= How to complete this task =
Restate the data below, keeping every line the same.

= Dataset =
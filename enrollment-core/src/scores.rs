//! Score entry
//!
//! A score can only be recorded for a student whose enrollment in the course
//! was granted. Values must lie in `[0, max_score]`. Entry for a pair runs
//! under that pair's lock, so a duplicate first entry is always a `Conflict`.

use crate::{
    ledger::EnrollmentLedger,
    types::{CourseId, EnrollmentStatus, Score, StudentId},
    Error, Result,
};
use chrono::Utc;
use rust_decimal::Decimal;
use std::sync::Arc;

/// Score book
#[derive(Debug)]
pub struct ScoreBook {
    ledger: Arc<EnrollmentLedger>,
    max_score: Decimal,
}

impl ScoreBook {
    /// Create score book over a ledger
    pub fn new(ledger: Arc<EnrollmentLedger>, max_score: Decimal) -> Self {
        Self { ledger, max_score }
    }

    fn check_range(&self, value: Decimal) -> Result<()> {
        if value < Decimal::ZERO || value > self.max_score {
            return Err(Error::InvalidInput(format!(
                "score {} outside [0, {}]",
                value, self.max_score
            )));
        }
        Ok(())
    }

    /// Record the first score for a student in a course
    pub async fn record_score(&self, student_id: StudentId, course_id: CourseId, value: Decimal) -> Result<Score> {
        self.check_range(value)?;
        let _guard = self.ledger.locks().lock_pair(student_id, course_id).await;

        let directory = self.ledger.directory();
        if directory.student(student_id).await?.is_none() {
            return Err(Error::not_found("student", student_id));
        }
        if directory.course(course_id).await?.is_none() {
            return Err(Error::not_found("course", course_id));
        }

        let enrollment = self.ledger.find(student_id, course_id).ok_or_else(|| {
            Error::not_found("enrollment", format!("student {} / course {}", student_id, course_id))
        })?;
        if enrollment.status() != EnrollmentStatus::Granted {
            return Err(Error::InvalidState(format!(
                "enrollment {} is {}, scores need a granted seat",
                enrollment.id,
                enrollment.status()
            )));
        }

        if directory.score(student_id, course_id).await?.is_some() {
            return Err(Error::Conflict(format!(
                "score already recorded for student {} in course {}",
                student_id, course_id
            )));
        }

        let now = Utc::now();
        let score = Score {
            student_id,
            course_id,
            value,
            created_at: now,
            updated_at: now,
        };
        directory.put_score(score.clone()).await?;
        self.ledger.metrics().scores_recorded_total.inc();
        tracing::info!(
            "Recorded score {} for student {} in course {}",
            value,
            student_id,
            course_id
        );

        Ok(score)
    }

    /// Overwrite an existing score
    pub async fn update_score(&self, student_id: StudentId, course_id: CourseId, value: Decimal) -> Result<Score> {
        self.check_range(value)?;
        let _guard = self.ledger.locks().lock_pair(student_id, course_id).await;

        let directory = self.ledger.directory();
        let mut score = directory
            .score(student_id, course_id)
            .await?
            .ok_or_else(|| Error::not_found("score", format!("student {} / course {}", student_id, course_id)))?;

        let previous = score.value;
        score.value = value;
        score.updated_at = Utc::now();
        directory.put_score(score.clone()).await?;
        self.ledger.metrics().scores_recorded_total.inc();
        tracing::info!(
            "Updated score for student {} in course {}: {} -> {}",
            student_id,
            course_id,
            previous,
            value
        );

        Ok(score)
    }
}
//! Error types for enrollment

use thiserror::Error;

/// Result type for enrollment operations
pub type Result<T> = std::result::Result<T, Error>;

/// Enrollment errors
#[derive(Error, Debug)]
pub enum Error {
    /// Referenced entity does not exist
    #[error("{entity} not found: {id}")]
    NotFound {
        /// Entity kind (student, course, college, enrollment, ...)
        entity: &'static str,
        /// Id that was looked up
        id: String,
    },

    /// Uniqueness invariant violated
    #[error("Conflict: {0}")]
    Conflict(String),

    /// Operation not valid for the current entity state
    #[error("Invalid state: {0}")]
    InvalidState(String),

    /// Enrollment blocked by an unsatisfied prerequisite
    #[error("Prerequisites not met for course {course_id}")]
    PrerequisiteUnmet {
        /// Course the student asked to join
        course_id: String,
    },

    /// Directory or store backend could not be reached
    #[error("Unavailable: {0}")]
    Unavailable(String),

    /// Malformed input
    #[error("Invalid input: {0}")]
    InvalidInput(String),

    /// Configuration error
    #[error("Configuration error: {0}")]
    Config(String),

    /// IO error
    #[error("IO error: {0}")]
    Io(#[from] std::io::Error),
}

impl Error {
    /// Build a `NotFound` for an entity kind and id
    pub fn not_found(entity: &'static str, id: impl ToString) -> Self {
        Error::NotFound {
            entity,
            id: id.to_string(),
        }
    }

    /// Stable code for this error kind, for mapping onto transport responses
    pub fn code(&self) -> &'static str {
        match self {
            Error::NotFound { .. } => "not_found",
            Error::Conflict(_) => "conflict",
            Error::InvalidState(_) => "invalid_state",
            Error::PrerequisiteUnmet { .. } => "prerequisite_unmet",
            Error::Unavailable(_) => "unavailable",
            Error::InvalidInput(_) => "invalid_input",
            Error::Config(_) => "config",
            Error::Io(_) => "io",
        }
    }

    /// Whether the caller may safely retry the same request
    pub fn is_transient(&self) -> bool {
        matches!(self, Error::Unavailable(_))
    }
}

= Answer section =
filename enrollment-core/src/scores.rs
//! Score entry
//!
//! A score can only be recorded for a student whose enrollment in the course
//! was granted. Values must lie in `[0, max_score]`. Entry for a pair runs
//! under that pair's lock, so a duplicate first entry is always a `Conflict`.

use crate::{
    ledger::EnrollmentLedger,
    types::{CourseId, EnrollmentStatus, Score, StudentId},
    Error, Result,
};
use chrono::Utc;
use rust_decimal::Decimal;
use std::sync::Arc;

/// Score book
#[derive(Debug)]
pub struct ScoreBook {
    ledger: Arc<EnrollmentLedger>,
    max_score: Decimal,
}

impl ScoreBook {
    /// Create score book over a ledger
    pub fn new(ledger: Arc<EnrollmentLedger>, max_score: Decimal) -> Self {
        Self { ledger, max_score }
    }

    fn check_range(&self, value: Decimal) -> Result<()> {
        if value < Decimal::ZERO || value > self.max_score {
            return Err(Error::InvalidInput(format!(
                "score {} outside [0, {}]",
                value, self.max_score
            )));
        }
        Ok(())
    }

    /// Record the first score for a student in a course
    pub async fn record_score(&self, student_id: StudentId, course_id: CourseId, value: Decimal) -> Result<Score> {
        self.check_range(value)?;
        let _guard = self.ledger.locks().lock_pair(student_id, course_id).await;

        let directory = self.ledger.directory();
        if directory.student(student_id).await?.is_none() {
            return Err(Error::not_found("student", student_id));
        }
        if directory.course(course_id).await?.is_none() {
            return Err(Error::not_found("course", course_id));
        }

        let enrollment = self.ledger.find(student_id, course_id).ok_or_else(|| {
            Error::not_found("enrollment", format!("student {} / course {}", student_id, course_id))
        })?;
        if enrollment.status() != EnrollmentStatus::Granted {
            return Err(Error::InvalidState(format!(
                "enrollment {} is {}, scores need a granted seat",
                enrollment.id,
                enrollment.status()
            )));
        }

        if directory.score(student_id, course_id).await?.is_some() {
            return Err(Error::Conflict(format!(
                "score already recorded for student {} in course {}",
                student_id, course_id
            )));
        }

        let now = Utc::now();
        let score = Score {
            student_id,
            course_id,
            value,
            created_at: now,
            updated_at: now,
        };
        directory.put_score(score.clone()).await?;
        self.ledger.metrics().scores_recorded_total.inc();
        tracing::info!(
            "Recorded score {} for student {} in course {}",
            value,
            student_id,
            course_id
        );

        Ok(score)
    }

    /// Overwrite an existing score
    pub async fn update_score(&self, student_id: StudentId, course_id: CourseId, value: Decimal) -> Result<Score> {
        self.check_range(value)?;
        let _guard = self.ledger.locks().lock_pair(student_id, course_id).await;

        let directory = self.ledger.directory();
        let mut score = directory
            .score(student_id, course_id)
            .await?
            .ok_or_else(|| Error::not_found("score", format!("student {} / course {}", student_id, course_id)))?;

        let previous = score.value;
        score.value = value;
        score.updated_at = Utc::now();
        directory.put_score(score.clone()).await?;
        self.ledger.metrics().scores_recorded_total.inc();
        tracing::info!(
            "Updated score for student {} in course {}: {} -> {}",
            student_id,
            course_id,
            previous,
            value
        );

        Ok(score)
    }
}
//! Error types for enrollment

use thiserror::Error;

/// Result type for enrollment operations
pub type Result<T> = std::result::Result<T, Error>;

/// Enrollment errors
#[derive(Error, Debug)]
pub enum Error {
    /// Referenced entity does not exist
    #[error("{entity} not found: {id}")]
    NotFound {
        /// Entity kind (student, course, college, enrollment, ...)
        entity: &'static str,
        /// Id that was looked up
        id: String,
    },

    /// Uniqueness invariant violated
    #[error("Conflict: {0}")]
    Conflict(String),

    /// Operation not valid for the current entity state
    #[error("Invalid state: {0}")]
    InvalidState(String),

    /// Enrollment blocked by an unsatisfied prerequisite
    #[error("Prerequisites not met for course {course_id}")]
    PrerequisiteUnmet {
        /// Course the student asked to join
        course_id: String,
    },

    /// Directory or store backend could not be reached
    #[error("Unavailable: {0}")]
    Unavailable(String),

    /// Malformed input
    #[error("Invalid input: {0}")]
    InvalidInput(String),

    /// Configuration error
    #[error("Configuration error: {0}")]
    Config(String),

    /// IO error
    #[error("IO error: {0}")]
    Io(#[from] std::io::Error),
}

impl Error {
    /// Build a `NotFound` for an entity kind and id
    pub fn not_found(entity: &'static str, id: impl ToString) -> Self {
        Error::NotFound {
            entity,
            id: id.to_string(),
        }
    }

    /// Stable code for this error kind, for mapping onto transport responses
    pub fn code(&self) -> &'static str {
        match self {
            Error::NotFound { .. } => "not_found",
            Error::Conflict(_) => "conflict",
            Error::InvalidState(_) => "invalid_state",
            Error::PrerequisiteUnmet { .. } => "prerequisite_unmet",
            Error::Unavailable(_) => "unavailable",
            Error::InvalidInput(_) => "invalid_input",
            Error::Config(_) => "config",
            Error::Io(_) => "io",
        }
    }

    /// Whether the caller may safely retry the same request
    pub fn is_transient(&self) -> bool {
        matches!(self, Error::Unavailable(_))
    }
}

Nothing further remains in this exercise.